It might come as a surprise that I had never heard of the writer Caroline Graham until my mom got me into watching a show called Midsomer Murders. (It's on Netflix if you're interested.) What does one have to do with the other? Well, the tv show is based off of a book series by Graham that begins with The Killings at Badger's Drift which also happens to be the first episode's name. As this is the first in the Chief Inspector Barnaby series, you can expect the usual character introductions and some growing pains as the reader decides if they actually want to throw their hat into the ring of a somewhat grumpy detective in the English countryside. In the show DCI Tom Barnaby is a fatherly figure accompanied by a somewhat bumbling underling named Gavin Troy. It's not quite the same in the book. Firstly, Troy (who is one of my fave characters) is not at all likable. The reader is treated to somewhat of an inner monologue of his and he's not what I'd characterize as a a good dude (he's misogynistic, arrogant, and a cheater). Secondly, Barnaby is bordering on being a full-blown hypochondriac with an extensive knowledge of horticulture which at times seems to nearly distract him from the case at hand. (Get ready for a lot of plant descriptions.) However, looking beyond these very different versions of the characters the 'feel' of the mystery is the same if somewhat more overtly sexual. (This is an adult novel.) The crime centers around a small village called Badger's Drift and the victim is an older woman who everyone can agree was very likable.

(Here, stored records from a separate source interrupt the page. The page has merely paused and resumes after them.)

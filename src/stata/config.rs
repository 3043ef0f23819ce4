//! Configuration loading for the bridge.
//!
//! `defaults/stata-bridge.default.toml` is embedded into the binary so the
//! documented defaults and the runtime behavior cannot drift apart. Hosts
//! layer a user file (conventionally `~/.stata_bridge.toml`) and
//! programmatic overrides on top via [`Loader`] before deserializing into
//! [`BridgeConfig`].

use crate::stata::session::ExecutionMode;
use config::builder::DefaultState;
use config::{Config, ConfigBuilder, ConfigError, File, FileFormat, ValueKind};
use serde::Deserialize;
use std::path::{Path, PathBuf};

const DEFAULT_TOML: &str = include_str!("../../defaults/stata-bridge.default.toml");

/// Top-level configuration consumed by the bridge.
#[derive(Debug, Clone, Deserialize)]
pub struct BridgeConfig {
    pub session: SessionConfig,
}

/// Knobs for the session layer.
#[derive(Debug, Clone, Deserialize)]
pub struct SessionConfig {
    /// Absent means: pick the platform default.
    execution_mode: Option<ExecutionMode>,
    pub stata_path: String,
    cache_directory: String,
}

impl SessionConfig {
    pub fn execution_mode(&self) -> ExecutionMode {
        self.execution_mode
            .unwrap_or_else(ExecutionMode::platform_default)
    }

    pub fn cache_directory(&self) -> PathBuf {
        expand_tilde(&self.cache_directory)
    }
}

/// Helper for layering user overrides over the built-in defaults.
#[derive(Debug, Clone)]
pub struct Loader {
    builder: ConfigBuilder<DefaultState>,
}

impl Loader {
    /// Start a loader seeded with the embedded defaults.
    pub fn new() -> Self {
        let builder = Config::builder().add_source(File::from_str(DEFAULT_TOML, FileFormat::Toml));
        Loader { builder }
    }

    /// Layer a configuration file. Missing files trigger an error.
    pub fn with_file(mut self, path: impl AsRef<Path>) -> Self {
        let source = File::from(path.as_ref())
            .format(FileFormat::Toml)
            .required(true);
        self.builder = self.builder.add_source(source);
        self
    }

    /// Layer an optional configuration file (ignored if absent).
    pub fn with_optional_file(mut self, path: impl AsRef<Path>) -> Self {
        let source = File::from(path.as_ref())
            .format(FileFormat::Toml)
            .required(false);
        self.builder = self.builder.add_source(source);
        self
    }

    /// Apply a single key/value override.
    pub fn set_override<I>(mut self, key: &str, value: I) -> Result<Self, ConfigError>
    where
        I: Into<ValueKind>,
    {
        self.builder = self.builder.set_override(key, value)?;
        Ok(self)
    }

    /// Finalize the builder and deserialize the configuration.
    pub fn build(self) -> Result<BridgeConfig, ConfigError> {
        self.builder.build()?.try_deserialize()
    }
}

impl Default for Loader {
    fn default() -> Self {
        Self::new()
    }
}

/// Load the embedded defaults plus the user file, if one exists.
pub fn load() -> Result<BridgeConfig, ConfigError> {
    let mut loader = Loader::new();
    if let Some(path) = user_config_path() {
        loader = loader.with_optional_file(path);
    }
    loader.build()
}

/// Conventional location of the user configuration file.
pub fn user_config_path() -> Option<PathBuf> {
    home_dir().map(|home| home.join(".stata_bridge.toml"))
}

fn home_dir() -> Option<PathBuf> {
    std::env::var_os("HOME")
        .or_else(|| std::env::var_os("USERPROFILE"))
        .map(PathBuf::from)
}

/// Expand a leading `~` to the user's home directory.
fn expand_tilde(raw: &str) -> PathBuf {
    if raw == "~" {
        if let Some(home) = home_dir() {
            return home;
        }
    } else if let Some(rest) = raw.strip_prefix("~/") {
        if let Some(home) = home_dir() {
            return home.join(rest);
        }
    }
    PathBuf::from(raw)
}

There aren't any concrete leads on suspects and Troy is ready to write it off as a bizarre accident when another murder occurs right up the road. Onward, super sleuths! Like Christie, Graham is able to write characters extremely well and the feel of the village comes completely to life on the page. This was an extraordinarily fast read for me because I was enjoying it so much and wanted to see whodunit (even though I already knew). Mystery fans who want to visit what has to be the deadliest county in the UK must get their hands on this book because I strongly suspect (see what I did there?) you won't want to stop there. 9/10 but lost a point because Troy made me grind my teeth in sheer frustration.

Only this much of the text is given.